Gambar 3. Makam Ki Gondang dan Nyi Gondang


Sementara dusun di Manggong lainnya yakni Dusun Manggong
justru bukan merupakan dusun tertua melainkan merupakan Dusun
termuda di Manggong. Dipercaya bahwa dusun ini menjadi pemukiman
baru dikarenakan kedatangan seorang utusan dari Pangeran Diponegoro
yang bernama Raden Suryadi. Raden Suryadi yang disambut baik oleh
masyarakat kemudian memilih bermukim di pinggir desa yakni di sebelah
selatan sungai yang menjadi batas desa. Wilayah ini kemudian
berkembang menjadi dusun baru. Raden Suryadi menetap d Manggong
hingga akhir hayatnya dan keturunannnya pun masih ada hingga saat ini.
Makam Raden Suryadi dapat ditemukan di wilayah Dusun Manggong
yakni di dekat Sendang Beji yang merupakan daerah mata air terbesar di
wilayah Manggong, namun saat ini Sendang Beji masuk dalam daerah
administrasi Desa Petirejo, desa tetangga di sebelah selatan Kelurahan
Manggong.
Jadi nama Manggong rupanya sedikit kaitannya dengan Demang
Gong, juga bukan berasal dari kata sanggong yang sering di dengar
Manggong. Nama Manggong lebih merujuk kepada nama seseorang yang
menemukan kembali wilayah yang peradabannya pernah tertimbun paska
letusan Gunung Sindoro. Ya, nama Manggong lebih erat dikaitkan dengan
Nama Kyai Manggono. Demikian pula dengan nama-nama Dusun di
Manggong juga kembali merujuk kepada sebutan Kyai Manggono yaitu Ki
Gondang. Namun tidak menutup kemungkinan nama-nama ini ternyata
berdasarkan hal lain jika ada sejarah baru yang ditemukan. Penggalian
sejarah ini adalah hal yang dinamis. Semakin kita menggali semakin
banyak hal yang kita temukan, semakin membuat kita sadar ada begitu
banyak hal yang kita tidak tahu. Sehingga proses belajar manusia
berlangsung terus-menerus, menghasilkan peradaban baru yang lebih
kaya dan kompleks.
DAFTAR PUSTAKA

Boechari. 2012. Melacak Sejarah Kuno Indonesia Lewat Prasasti.
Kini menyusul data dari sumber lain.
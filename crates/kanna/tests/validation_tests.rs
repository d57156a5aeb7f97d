//! Pre-transfer validation behavior through a boxed backend, the way the
//! surrounding tool drives it.

use kanna::{create, Backend, BackendError, BackendKind, Options};
use std::path::Path;
use tempfile::TempDir;

fn source_not_exist_message(result: kanna::Result<()>) -> String {
    match result {
        Err(BackendError::SourceNotExist(message)) => message,
        other => panic!("expected SourceNotExist, got {:?}", other),
    }
}

#[tokio::test]
async fn send_file_reports_missing_source() {
    let dir = TempDir::new().unwrap();
    let src = dir.path().join("src");
    let mut backend = create(BackendKind::Local, Options::new());

    let message = source_not_exist_message(backend.send_file(&src, Path::new("dst")).await);

    assert_eq!(message, format!("The file '{}' doesn't exist.", src.display()));
}

#[tokio::test]
async fn send_file_reports_directory_source() {
    let dir = TempDir::new().unwrap();
    let src = dir.path().join("src");
    std::fs::create_dir(&src).unwrap();
    let mut backend = create(BackendKind::Local, Options::new());

    let message = source_not_exist_message(backend.send_file(&src, Path::new("dst")).await);

    assert_eq!(message, format!("'{}' is not a file.", src.display()));
}

#[tokio::test]
async fn send_file_accepts_regular_source() {
    let dir = TempDir::new().unwrap();
    let src = dir.path().join("src");
    let dst = dir.path().join("dst");
    std::fs::write(&src, b"content").unwrap();
    let mut backend = create(BackendKind::Local, Options::new());

    backend.send_file(&src, &dst).await.unwrap();

    assert_eq!(std::fs::read(&dst).unwrap(), b"content");
}

#[tokio::test]
async fn send_directory_reports_missing_source() {
    let dir = TempDir::new().unwrap();
    let src = dir.path().join("src");
    let mut backend = create(BackendKind::Local, Options::new());

    let message = source_not_exist_message(backend.send_directory(&src, Path::new("dst")).await);

    assert_eq!(
        message,
        format!("The directory '{}' doesn't exist.", src.display())
    );
}

#[tokio::test]
async fn send_directory_reports_file_source() {
    let dir = TempDir::new().unwrap();
    let src = dir.path().join("src");
    std::fs::write(&src, b"content").unwrap();
    let mut backend = create(BackendKind::Local, Options::new());

    let message = source_not_exist_message(backend.send_directory(&src, Path::new("dst")).await);

    assert_eq!(message, format!("'{}' is not a directory.", src.display()));
}

#[tokio::test]
async fn send_directory_accepts_directory_source() {
    let dir = TempDir::new().unwrap();
    let src = dir.path().join("src");
    let dst = dir.path().join("dst");
    std::fs::create_dir(&src).unwrap();
    std::fs::write(src.join("file.txt"), b"content").unwrap();
    let mut backend = create(BackendKind::Local, Options::new());

    backend.send_directory(&src, &dst).await.unwrap();

    assert_eq!(std::fs::read(dst.join("file.txt")).unwrap(), b"content");
}

#[tokio::test]
async fn missing_source_is_never_a_kind_mismatch() {
    let dir = TempDir::new().unwrap();
    let src = dir.path().join("absent");
    let mut backend = create(BackendKind::Local, Options::new());

    let file_message = source_not_exist_message(backend.send_file(&src, Path::new("dst")).await);
    let dir_message =
        source_not_exist_message(backend.send_directory(&src, Path::new("dst")).await);

    assert!(file_message.contains("doesn't exist"));
    assert!(dir_message.contains("doesn't exist"));
}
Jakarta:


Kepustakaan Populer Gramedia.

Martono, Hendro. 2017. Penelusuran Sumber Sejarah Kuna di


Temanggung. Temanggung: Direktorat Jendral Kebudayaan
Kementrian Pendidikan dan Kebudaayaan, Yayasan Cendikia
Mandiri Temanggung, Dinas Kebudayaan dan Pariwisata
Kabupaten Temanggung dan Forum Ikatan Kadang
Temanggungan.

Vrandes Setiawan Cantona. 2020. Menelusuri Jejak Peradaban Kuno


yang Pernah tumbuh di Manggong pada abad ke VIII Masehi.